--- START ---

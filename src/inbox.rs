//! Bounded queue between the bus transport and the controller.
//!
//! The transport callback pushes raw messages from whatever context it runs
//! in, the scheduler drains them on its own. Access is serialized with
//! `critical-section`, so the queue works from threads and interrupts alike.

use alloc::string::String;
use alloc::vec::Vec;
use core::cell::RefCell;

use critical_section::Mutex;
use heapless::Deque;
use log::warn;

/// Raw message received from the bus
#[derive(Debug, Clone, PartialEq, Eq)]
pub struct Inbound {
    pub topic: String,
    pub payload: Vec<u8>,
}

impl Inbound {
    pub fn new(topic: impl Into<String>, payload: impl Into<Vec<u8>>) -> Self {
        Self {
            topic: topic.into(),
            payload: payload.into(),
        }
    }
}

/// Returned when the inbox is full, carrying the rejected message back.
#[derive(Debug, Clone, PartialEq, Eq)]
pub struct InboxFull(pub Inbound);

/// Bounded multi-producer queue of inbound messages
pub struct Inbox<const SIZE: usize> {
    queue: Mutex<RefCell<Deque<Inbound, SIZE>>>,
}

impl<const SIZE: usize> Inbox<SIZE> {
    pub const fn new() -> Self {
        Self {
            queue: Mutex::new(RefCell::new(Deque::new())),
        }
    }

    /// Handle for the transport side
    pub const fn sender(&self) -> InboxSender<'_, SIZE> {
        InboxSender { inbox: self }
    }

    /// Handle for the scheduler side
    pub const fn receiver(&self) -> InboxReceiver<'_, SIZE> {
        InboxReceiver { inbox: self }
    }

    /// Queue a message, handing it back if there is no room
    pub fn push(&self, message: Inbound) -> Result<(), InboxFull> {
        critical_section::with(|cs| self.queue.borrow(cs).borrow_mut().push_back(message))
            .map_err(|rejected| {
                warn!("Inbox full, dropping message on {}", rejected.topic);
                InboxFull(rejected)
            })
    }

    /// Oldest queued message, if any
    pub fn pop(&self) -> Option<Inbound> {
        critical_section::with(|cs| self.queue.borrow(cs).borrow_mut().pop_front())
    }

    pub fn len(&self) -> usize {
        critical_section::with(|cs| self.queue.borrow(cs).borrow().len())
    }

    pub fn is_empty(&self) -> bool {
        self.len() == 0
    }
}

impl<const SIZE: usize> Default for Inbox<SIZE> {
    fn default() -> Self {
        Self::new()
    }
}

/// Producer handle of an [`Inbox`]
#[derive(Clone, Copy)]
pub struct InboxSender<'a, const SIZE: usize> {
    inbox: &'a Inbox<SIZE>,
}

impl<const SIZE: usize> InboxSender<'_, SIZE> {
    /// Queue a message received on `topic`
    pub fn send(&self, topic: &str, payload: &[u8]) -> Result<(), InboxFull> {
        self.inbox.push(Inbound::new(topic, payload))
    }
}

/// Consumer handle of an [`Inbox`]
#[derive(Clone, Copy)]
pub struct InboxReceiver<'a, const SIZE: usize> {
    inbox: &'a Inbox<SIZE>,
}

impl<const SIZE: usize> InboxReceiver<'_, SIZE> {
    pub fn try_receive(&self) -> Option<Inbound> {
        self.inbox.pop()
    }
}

--- END ---
--- START ---

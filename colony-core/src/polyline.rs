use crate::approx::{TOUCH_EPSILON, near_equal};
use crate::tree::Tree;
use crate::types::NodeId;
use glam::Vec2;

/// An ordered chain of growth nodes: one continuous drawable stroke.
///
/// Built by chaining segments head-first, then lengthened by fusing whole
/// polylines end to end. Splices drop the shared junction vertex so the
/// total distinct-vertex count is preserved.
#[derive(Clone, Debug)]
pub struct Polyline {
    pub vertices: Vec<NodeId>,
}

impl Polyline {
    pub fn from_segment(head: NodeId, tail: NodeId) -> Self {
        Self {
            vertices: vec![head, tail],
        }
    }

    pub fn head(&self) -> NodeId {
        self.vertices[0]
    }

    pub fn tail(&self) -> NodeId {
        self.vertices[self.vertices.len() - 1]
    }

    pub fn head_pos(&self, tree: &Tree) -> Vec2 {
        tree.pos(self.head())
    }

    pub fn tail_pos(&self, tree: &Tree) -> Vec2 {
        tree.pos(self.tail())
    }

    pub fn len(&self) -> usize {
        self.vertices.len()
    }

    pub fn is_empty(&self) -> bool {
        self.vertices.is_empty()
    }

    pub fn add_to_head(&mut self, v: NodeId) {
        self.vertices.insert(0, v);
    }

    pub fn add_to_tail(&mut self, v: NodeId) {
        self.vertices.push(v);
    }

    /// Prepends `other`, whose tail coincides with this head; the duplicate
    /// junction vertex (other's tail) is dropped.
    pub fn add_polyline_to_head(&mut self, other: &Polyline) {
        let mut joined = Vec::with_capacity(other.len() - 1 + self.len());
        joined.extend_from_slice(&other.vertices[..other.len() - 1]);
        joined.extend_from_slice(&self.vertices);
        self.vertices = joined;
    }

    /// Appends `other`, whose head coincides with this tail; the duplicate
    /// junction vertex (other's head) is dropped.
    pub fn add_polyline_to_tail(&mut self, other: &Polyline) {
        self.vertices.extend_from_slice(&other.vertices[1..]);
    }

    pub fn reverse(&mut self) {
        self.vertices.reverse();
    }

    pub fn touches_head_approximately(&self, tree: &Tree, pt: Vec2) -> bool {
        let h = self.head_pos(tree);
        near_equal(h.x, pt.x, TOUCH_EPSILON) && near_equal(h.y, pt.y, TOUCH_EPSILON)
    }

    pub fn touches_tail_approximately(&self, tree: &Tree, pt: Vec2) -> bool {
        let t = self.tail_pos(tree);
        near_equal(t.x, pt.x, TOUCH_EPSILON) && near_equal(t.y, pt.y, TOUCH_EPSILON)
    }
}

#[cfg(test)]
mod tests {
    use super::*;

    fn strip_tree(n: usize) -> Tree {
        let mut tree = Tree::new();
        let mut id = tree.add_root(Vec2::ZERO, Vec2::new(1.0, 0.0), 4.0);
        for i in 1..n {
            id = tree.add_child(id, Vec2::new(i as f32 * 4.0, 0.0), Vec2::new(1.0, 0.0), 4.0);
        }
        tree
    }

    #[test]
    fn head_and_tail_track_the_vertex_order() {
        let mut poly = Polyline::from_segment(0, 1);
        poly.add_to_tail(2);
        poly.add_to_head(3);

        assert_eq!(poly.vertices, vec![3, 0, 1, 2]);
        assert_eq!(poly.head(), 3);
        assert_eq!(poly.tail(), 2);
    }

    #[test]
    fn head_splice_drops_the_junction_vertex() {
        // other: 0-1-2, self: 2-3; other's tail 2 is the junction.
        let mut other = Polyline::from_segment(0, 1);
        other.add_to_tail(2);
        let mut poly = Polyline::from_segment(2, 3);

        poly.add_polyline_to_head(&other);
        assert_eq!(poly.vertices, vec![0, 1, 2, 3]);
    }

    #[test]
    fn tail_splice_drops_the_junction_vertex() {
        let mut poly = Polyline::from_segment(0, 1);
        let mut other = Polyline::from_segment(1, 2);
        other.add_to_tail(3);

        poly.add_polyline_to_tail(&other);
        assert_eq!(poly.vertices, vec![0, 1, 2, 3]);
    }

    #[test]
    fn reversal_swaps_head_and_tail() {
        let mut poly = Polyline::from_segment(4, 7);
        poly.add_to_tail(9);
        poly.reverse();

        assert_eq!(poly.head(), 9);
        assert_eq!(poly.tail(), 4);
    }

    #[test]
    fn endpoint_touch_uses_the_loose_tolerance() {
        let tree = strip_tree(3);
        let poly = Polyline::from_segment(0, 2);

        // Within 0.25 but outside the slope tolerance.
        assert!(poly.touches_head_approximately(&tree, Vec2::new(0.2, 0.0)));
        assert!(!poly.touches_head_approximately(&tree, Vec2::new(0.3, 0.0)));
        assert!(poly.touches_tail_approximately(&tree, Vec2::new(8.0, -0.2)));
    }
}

--- END ---

[Problem]:
Lines that contain "duplicate" are the result; find them in the entries above and copy each one.

[Answer box]:
    /// Prepends `other`, whose tail coincides with this head; the duplicate
    /// Appends `other`, whose head coincides with this tail; the duplicate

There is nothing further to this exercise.